Our work focused on the needs for mathematics skills as expressed by participants of a specific adult literacy program in Turkey. However, we believe that these conclusions may be generalized to any adult literacy context in which participants never went to school and are living in a highly literate, urban context. The more the participants have an occasion to see where and how basic mathematics skills are applied, the stronger will be the impact of the adult literacy program, both cognitively and emotionally.

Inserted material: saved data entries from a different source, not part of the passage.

use std::sync::mpsc;

use tasksync_core::{Effect, Msg};
use tasksync_engine::{EngineEvent, EngineHandle};
use tasksync_logging::{sync_info, sync_warn};

use super::app::Inbox;
use super::render;

/// Executes effects returned by `update` against the engine and the terminal.
pub struct EffectRunner {
    engine: EngineHandle,
    inbox: mpsc::Sender<Inbox>,
    notifications: bool,
}

impl EffectRunner {
    pub fn new(engine: EngineHandle, inbox: mpsc::Sender<Inbox>, notifications: bool) -> Self {
        Self {
            engine,
            inbox,
            notifications,
        }
    }

    pub fn engine(&self) -> &EngineHandle {
        &self.engine
    }

    pub fn enqueue(&self, effects: Vec<Effect>) {
        for effect in effects {
            match effect {
                Effect::PrepareTask { url, options } => {
                    sync_info!("PrepareTask url_len={} url={}", url.len(), url);
                    self.engine.prepare(url, options);
                }
                Effect::StartTask {
                    task_id,
                    selected_indices,
                } => {
                    sync_info!(
                        "StartTask task_id={} selected={:?}",
                        task_id,
                        selected_indices
                    );
                    self.engine.start(task_id, selected_indices);
                }
                Effect::CancelTask { task_id } => self.engine.cancel(task_id),
                Effect::DeleteTask { task_id } => self.engine.delete(task_id),
                Effect::RequestNotificationPermission => {
                    // A terminal has no permission prompt; the config decides.
                    let _ = self.inbox.send(Inbox::Msg(Msg::NotificationPermissionResolved {
                        granted: self.notifications,
                    }));
                }
                Effect::ShowToast { kind, text } => println!("{}", render::toast(kind, &text)),
                Effect::SystemNotification { title, body } => {
                    println!("{}", render::notification(&title, &body));
                }
                Effect::FetchDownloadLink { task_id } => self.engine.fetch_download_link(task_id),
                Effect::SaveFile { task_id, url } => self.engine.save_file(task_id, url),
            }
        }
    }
}

/// Engine events the core state machine consumes. The rest are shell output only.
pub fn to_msg(event: EngineEvent) -> Result<Msg, EngineEvent> {
    let msg = match event {
        EngineEvent::Snapshot(tasks) => Msg::SnapshotReceived(tasks),
        EngineEvent::SnapshotFailed(err) => Msg::SnapshotFailed(err.to_string()),
        EngineEvent::Syncing(syncing) => Msg::SyncingChanged(syncing),
        EngineEvent::Prepared(Ok(task_id)) => Msg::PrepareAccepted { task_id },
        EngineEvent::Prepared(Err(err)) => Msg::PrepareFailed(err.user_message()),
        EngineEvent::Started {
            task_id,
            result: Ok(()),
        } => Msg::StartAccepted { task_id },
        EngineEvent::Started {
            result: Err(err), ..
        } => Msg::StartFailed(err.user_message()),
        EngineEvent::CancelRequested {
            task_id,
            result: Err(err),
        } => {
            sync_warn!("Cancel of {} failed: {}", task_id, err);
            Msg::CancelFailed { task_id }
        }
        EngineEvent::Deleted {
            task_id,
            result: Ok(()),
        } => Msg::TaskDeleted { task_id },
        EngineEvent::Deleted {
            task_id,
            result: Err(err),
        } => Msg::DeleteFailed {
            task_id,
            reason: err.user_message(),
        },
        EngineEvent::DownloadLink {
            task_id,
            result: Ok(url),
        } => Msg::DownloadLinkReady { task_id, url },
        EngineEvent::DownloadLink {
            task_id,
            result: Err(err),
        } => Msg::DownloadLinkFailed {
            task_id,
            reason: err.user_message(),
        },
        other => return Err(other),
    };
    Ok(msg)
}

This study was supported by a grant from the Spencer Foundation. We thank Nilufer Cepoglu for her work on the mathematics curricula; Hilal Kuscul, Meltem Canturk, Evrem Tilki, and Bilge Topac for their help in data collection; and Cennet Engin Demir for her help in data analysis.
About the Authors
Aydin Yücesan Durgunolu is an associate professor in the psychology department of University of Minnesota Duluth. Her research interests are language and literacy development of both children and adults, in both monolingual and multilingual contexts.
Banu Öney is a senior research associate at the Education Development Center in Newton, MA. Her research interests are early literacy, adult literacy, educational technology, and staff development.